[EXCERPTED DATA Boundary: Start]

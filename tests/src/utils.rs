use std::net::Ipv4Addr;
use std::sync::atomic::{AtomicUsize, Ordering};
use std::sync::{Arc, Mutex};
use std::time::Duration;

use async_trait::async_trait;
use lanseek_common::config::{Platform, PlatformProfile};
use lanseek_common::network::interface::NetworkInterfaceInfo;
use lanseek_core::discovery::InterfaceSource;
use lanseek_core::network::tcp::{PortProber, ProbeResult, TcpProber};
use lanseek_core::DiscoveryService;
use tokio::io::{AsyncReadExt, AsyncWriteExt};
use tokio::net::TcpListener;

/// Pretends the host sits on `address/netmask`.
pub struct StaticInterface(pub Option<NetworkInterfaceInfo>);

impl StaticInterface {
    pub fn on(address: Ipv4Addr, netmask: Ipv4Addr) -> Self {
        Self(Some(NetworkInterfaceInfo {
            address,
            netmask,
            name: "test0".to_string(),
        }))
    }
}

impl InterfaceSource for StaticInterface {
    fn primary_interface(&self) -> Option<NetworkInterfaceInfo> {
        self.0.clone()
    }
}

/// Real TCP probes, with a log of every host that was probed.
#[derive(Clone, Default)]
pub struct RecordingProber {
    pub probed: Arc<Mutex<Vec<String>>>,
    pub count: Arc<AtomicUsize>,
}

impl RecordingProber {
    pub fn probed(&self) -> Vec<String> {
        self.probed.lock().unwrap().clone()
    }

    pub fn count(&self) -> usize {
        self.count.load(Ordering::SeqCst)
    }
}

#[async_trait]
impl PortProber for RecordingProber {
    async fn probe(&self, host: &str, port: u16, timeout: Duration) -> ProbeResult {
        self.count.fetch_add(1, Ordering::SeqCst);
        self.probed.lock().unwrap().push(host.to_string());
        TcpProber.probe(host, port, timeout).await
    }
}

pub fn profile(probe_timeout: Duration) -> PlatformProfile {
    let mut profile = PlatformProfile::for_platform(Platform::Linux);
    profile.probe_timeout = probe_timeout;
    profile
}

pub fn service(interface: StaticInterface, prober: &RecordingProber, timeout: Duration) -> DiscoveryService {
    DiscoveryService::with_parts(Box::new(interface), Box::new(prober.clone()), profile(timeout))
}

/// A port nothing listens on right now.
pub async fn closed_port() -> anyhow::Result<u16> {
    let listener = TcpListener::bind("127.0.0.1:0").await?;
    Ok(listener.local_addr()?.port())
}

/// Answers every connection with `response` and then closes it.
pub async fn spawn_responder(response: Vec<u8>) -> anyhow::Result<u16> {
    let listener = TcpListener::bind("127.0.0.1:0").await?;
    let port = listener.local_addr()?.port();

    tokio::spawn(async move {
        while let Ok((mut stream, _)) = listener.accept().await {
            let response = response.clone();
            tokio::spawn(async move {
                let mut buf = [0u8; 1024];
                let _ = tokio::time::timeout(Duration::from_millis(200), stream.read(&mut buf)).await;
                let _ = stream.write_all(&response).await;
                let _ = stream.shutdown().await;
            });
        }
    });

    Ok(port)
}
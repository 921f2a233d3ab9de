use std::f64::consts::PI;

use glam::DVec3;

use super::{OrbitControls, EPS};
use crate::camera::CameraRig;
use crate::config::OrbitConfig;

//
// ──────────────────────────────────────────────────────────────
//   Spherical coordinates, polar axis +Y
//
//     theta  = azimuth, angle from +Z around +Y
//     phi    = polar angle, angle from +Y
//     radius = distance from the centre
// ──────────────────────────────────────────────────────────────
//

#[derive(Debug, Clone, Copy, PartialEq)]
pub struct Spherical
{
  pub radius: f64,
  pub phi: f64,
  pub theta: f64,
}

impl Spherical
{
  pub fn from_offset(offset: DVec3) -> Self
  {
    Self {
      radius: offset.length(),
      phi: offset.x.hypot(offset.z).atan2(offset.y),
      theta: offset.x.atan2(offset.z),
    }
  }

  pub fn to_offset(self) -> DVec3
  {
    let sin_phi = self.phi.sin();

    DVec3::new(
      self.radius * sin_phi * self.theta.sin(),
      self.radius * self.phi.cos(),
      self.radius * sin_phi * self.theta.cos(),
    )
  }
}

//
// ──────────────────────────────────────────────────────────────
//   Per-frame recompute
// ──────────────────────────────────────────────────────────────
//

impl<C: CameraRig> OrbitControls<C>
{
  /// Commit the accumulated deltas to the camera and reset them.
  ///
  /// Returns true, after notifying the change listeners, when the camera
  /// ended up somewhere other than where the last notification left it.
  pub fn update(&mut self) -> bool
  {
    let position = self.camera.position() + self.pending_pan;
    let offset = position - self.center;
    let current = Spherical::from_offset(offset);

    if self.config.auto_rotate
    {
      self.rotate_left(self.auto_rotation_angle());
    }

    let next = Spherical {
      theta: current.theta + self.theta_delta,
      phi: clamp_polar(current.phi + self.phi_delta, &self.config),
      radius: clamp_radius(offset.length() * self.scale, &self.config),
    };

    // With no input and no clamp to apply, `next` is bit-identical to
    // `current`; the offset is kept so sin/cos round-trip noise never
    // moves a resting camera. Any applied delta, however small, rebuilds.
    if next != current
    {
      self.camera.set_position(self.center + next.to_offset());
    }
    else if self.pending_pan != DVec3::ZERO
    {
      self.camera.set_position(position);
    }

    self.camera.look_at(self.center);

    self.theta_delta = 0.0;
    self.phi_delta = 0.0;
    self.scale = 1.0;
    self.pending_pan = DVec3::ZERO;

    let position = self.camera.position();

    if self.last_position.distance(position) > 0.0
    {
      self.last_position = position;
      self.notify_change();
      return true;
    }

    false
  }
}

//
// ──────────────────────────────────────────────────────────────
//   Clamps
//
//   min/max chains instead of f64::clamp: a misconfigured range
//   must not panic.
// ──────────────────────────────────────────────────────────────
//

fn clamp_polar(phi: f64, config: &OrbitConfig) -> f64
{
  let phi = phi.min(config.max_polar_angle).max(config.min_polar_angle);

  phi.min(PI - EPS).max(EPS)
}

fn clamp_radius(radius: f64, config: &OrbitConfig) -> f64
{
  radius.min(config.max_distance).max(config.min_distance)
}

#[cfg(test)]
mod tests
{
  use approx::assert_relative_eq;

  use super::*;

  #[test]
  fn offset_round_trip()
  {
    let offset = DVec3::new(3.0, -2.0, 5.0);
    let back = Spherical::from_offset(offset).to_offset();

    assert_relative_eq!(back.x, offset.x, epsilon = 1e-12);
    assert_relative_eq!(back.y, offset.y, epsilon = 1e-12);
    assert_relative_eq!(back.z, offset.z, epsilon = 1e-12);
  }

  #[test]
  fn azimuth_is_measured_from_positive_z()
  {
    let s = Spherical::from_offset(DVec3::new(1.0, 0.0, 0.0));

    assert_relative_eq!(s.theta, PI / 2.0);
    assert_relative_eq!(s.phi, PI / 2.0);
    assert_relative_eq!(s.radius, 1.0);
  }

  #[test]
  fn polar_clamp_applies_hard_margin_last()
  {
    let config = OrbitConfig::default();

    assert_eq!(clamp_polar(-1.0, &config), EPS);
    assert_eq!(clamp_polar(4.0, &config), PI - EPS);

    let narrow = OrbitConfig { min_polar_angle: 0.5, max_polar_angle: 1.0, ..config };
    assert_eq!(clamp_polar(0.1, &narrow), 0.5);
    assert_eq!(clamp_polar(2.0, &narrow), 1.0);
  }

  #[test]
  fn inverted_limits_do_not_panic()
  {
    let config = OrbitConfig { min_distance: 5.0, max_distance: 1.0, ..OrbitConfig::default() };

    assert_eq!(clamp_radius(3.0, &config), 5.0);
  }
}
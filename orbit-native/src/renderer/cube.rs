use wgpu::util::DeviceExt;

use super::{make_vertex, Vertex};

//
// ──────────────────────────────────────────────────────────────
//   Reference cube (Y-up), one colour per face so the orbit
//   direction is readable on screen
// ──────────────────────────────────────────────────────────────
//

const HALF: f32 = 1.0;

const COL_X: [f32; 3] = [0.85, 0.30, 0.30];
const COL_X_NEG: [f32; 3] = [0.45, 0.18, 0.18];
const COL_Y: [f32; 3] = [0.35, 0.80, 0.35];
const COL_Y_NEG: [f32; 3] = [0.18, 0.40, 0.18];
const COL_Z: [f32; 3] = [0.35, 0.45, 0.90];
const COL_Z_NEG: [f32; 3] = [0.18, 0.22, 0.45];

pub struct CubeMesh
{
  pub vertex_buffer: wgpu::Buffer,
  pub index_buffer: wgpu::Buffer,
  pub index_count: u32,
}

impl CubeMesh
{
  pub fn create(device: &wgpu::Device) -> Self
  {
    let vertices = build_vertices();
    let indices = build_indices();

    let vertex_buffer = device.create_buffer_init(&wgpu::util::BufferInitDescriptor {
      label: Some("Cube Vertex Buffer"),
      contents: bytemuck::cast_slice(&vertices),
      usage: wgpu::BufferUsages::VERTEX,
    });

    let index_buffer = device.create_buffer_init(&wgpu::util::BufferInitDescriptor {
      label: Some("Cube Index Buffer"),
      contents: bytemuck::cast_slice(&indices),
      usage: wgpu::BufferUsages::INDEX,
    });

    Self { vertex_buffer, index_buffer, index_count: indices.len() as u32 }
  }
}

//
// ──────────────────────────────────────────────────────────────
//   Geometry builders
// ──────────────────────────────────────────────────────────────
//

// Each face: four corners counter-clockwise seen from outside
fn faces() -> [([[f32; 3]; 4], [f32; 3]); 6]
{
  let h = HALF;

  [
    ([[h, -h, h], [h, -h, -h], [h, h, -h], [h, h, h]], COL_X),         // +X
    ([[-h, -h, -h], [-h, -h, h], [-h, h, h], [-h, h, -h]], COL_X_NEG), // -X
    ([[-h, h, h], [h, h, h], [h, h, -h], [-h, h, -h]], COL_Y),         // +Y
    ([[-h, -h, -h], [h, -h, -h], [h, -h, h], [-h, -h, h]], COL_Y_NEG), // -Y
    ([[-h, -h, h], [h, -h, h], [h, h, h], [-h, h, h]], COL_Z),         // +Z
    ([[h, -h, -h], [-h, -h, -h], [-h, h, -h], [h, h, -h]], COL_Z_NEG), // -Z
  ]
}

fn build_vertices() -> Vec<Vertex>
{
  faces()
    .iter()
    .flat_map(|(corners, col)| corners.iter().map(move |c| make_vertex(*c, *col)))
    .collect()
}

fn build_indices() -> Vec<u16>
{
  (0..6u16).flat_map(|face| {
    let base = face * 4;
    [base, base + 1, base + 2, base, base + 2, base + 3]
  })
  .collect()
}

#[cfg(test)]
mod tests
{
  use super::*;

  #[test]
  fn every_face_has_its_own_corners()
  {
    assert_eq!(build_vertices().len(), 24);

    let indices = build_indices();
    assert_eq!(indices.len(), 36);
    assert!(indices.iter().all(|&i| i < 24));
  }
}
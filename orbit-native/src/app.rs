use std::sync::Arc;
use std::time::{Duration, Instant};

use anyhow::Context;
use winit::{
  application::ApplicationHandler,
  event::WindowEvent,
  event_loop::{ActiveEventLoop, ControlFlow, EventLoop},
  window::{Window, WindowId},
};

use orbit_core::{Camera, OrbitConfig, OrbitControls};

use crate::input::{camera_control, InputState};
use crate::renderer::Renderer;

// Controller tick rate; auto-rotation speed is defined per tick
const FRAME_INTERVAL: Duration = Duration::from_micros(16_667);

pub fn run(config: OrbitConfig) -> anyhow::Result<()>
{
  let event_loop = EventLoop::new().context("failed to create event loop")?;
  let mut app = OrbitApp::new(config);

  event_loop.run_app(&mut app).context("event loop terminated abnormally")?;

  match app.error.take()
  {
    Some(err) => Err(err),
    None => Ok(()),
  }
}

struct OrbitApp
{
  window: Option<Arc<Window>>,
  renderer: Option<Renderer>,
  controls: OrbitControls,
  input: InputState,
  next_tick: Instant,
  error: Option<anyhow::Error>,
}

impl OrbitApp
{
  fn new(config: OrbitConfig) -> Self
  {
    let camera = Camera::new(16.0 / 9.0);

    Self {
      window: None,
      renderer: None,
      controls: OrbitControls::with_config(camera, config),
      input: InputState::new(),
      next_tick: Instant::now(),
      error: None,
    }
  }

  fn init_window_and_renderer(&mut self, event_loop: &ActiveEventLoop) -> anyhow::Result<()>
  {
    if self.window.is_some()
    {
      return Ok(());
    }

    let attrs = Window::default_attributes().with_title("Orbit — drag to rotate, middle-drag to zoom, right-drag to pan");
    let window = Arc::new(event_loop.create_window(attrs).context("failed to create window")?);

    self.input.set_scale_factor(window.scale_factor());

    let size = window.inner_size();
    if size.width > 0 && size.height > 0
    {
      self.controls.camera_mut().set_aspect(size.width as f32 / size.height as f32);
    }

    let renderer = pollster::block_on(Renderer::new(window.clone()))?;

    self.window = Some(window);
    self.renderer = Some(renderer);

    Ok(())
  }

  fn handle_window_event(&mut self, elwt: &ActiveEventLoop, window_id: WindowId, event: WindowEvent)
  {
    let window = match &self.window
    {
      Some(w) if w.id() == window_id => w.clone(),
      _ => return,
    };

    let gui_consumed = match &mut self.renderer
    {
      Some(renderer) =>
      {
        let response = renderer.gui_event(&window, &event);
        if response.repaint
        {
          window.request_redraw();
        }
        response.consumed
      }
      None => false,
    };

    camera_control::apply_event(&mut self.input, &mut self.controls, &event, gui_consumed);

    match event
    {
      WindowEvent::CloseRequested =>
      {
        elwt.exit();
      }

      WindowEvent::Resized(size) =>
      {
        if size.width == 0 || size.height == 0
        {
          return;
        }

        if let Some(renderer) = &mut self.renderer
        {
          renderer.resize(size.width, size.height);
        }

        self.controls.camera_mut().set_aspect(size.width as f32 / size.height as f32);
        window.request_redraw();
      }

      WindowEvent::RedrawRequested =>
      {
        self.redraw();
      }

      _ =>
      {}
    }
  }

  fn redraw(&mut self)
  {
    let Some(renderer) = &mut self.renderer
    else
    {
      return;
    };

    renderer.update_camera(self.controls.camera(), self.controls.center);

    let controls = &mut self.controls;
    if let Err(err) = renderer.render(|ctx| crate::panel::show(ctx, controls))
    {
      log::warn!("frame skipped: {err}");
    }
  }

  // One controller tick per frame interval. Input between ticks only
  // accumulates deltas inside the controller.
  fn frame(&mut self, event_loop: &ActiveEventLoop)
  {
    let now = Instant::now();
    let due = now >= self.next_tick;

    if due
    {
      self.next_tick = now + FRAME_INTERVAL;

      if self.controls.update()
      {
        if let Some(window) = &self.window
        {
          window.request_redraw();
        }
      }
    }

    let flow = if !due || self.controls.config.auto_rotate
    {
      ControlFlow::WaitUntil(self.next_tick)
    }
    else
    {
      ControlFlow::Wait
    };

    event_loop.set_control_flow(flow);
  }
}

impl ApplicationHandler for OrbitApp
{
  fn resumed(&mut self, event_loop: &ActiveEventLoop)
  {
    event_loop.set_control_flow(ControlFlow::Wait);

    if let Err(err) = self.init_window_and_renderer(event_loop)
    {
      log::error!("startup failed: {err:#}");
      self.error = Some(err);
      event_loop.exit();
    }
  }

  fn window_event(&mut self, event_loop: &ActiveEventLoop, window_id: WindowId, event: WindowEvent)
  {
    self.handle_window_event(event_loop, window_id, event);
  }

  fn about_to_wait(&mut self, event_loop: &ActiveEventLoop)
  {
    self.frame(event_loop);
  }
}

[EXCERPTED DATA Boundary: End]

Copy each line of the data above that holds "back".

    let back = Spherical::from_offset(offset).to_offset();
    assert_relative_eq!(back.x, offset.x, epsilon = 1e-12);
    assert_relative_eq!(back.y, offset.y, epsilon = 1e-12);
    assert_relative_eq!(back.z, offset.z, epsilon = 1e-12);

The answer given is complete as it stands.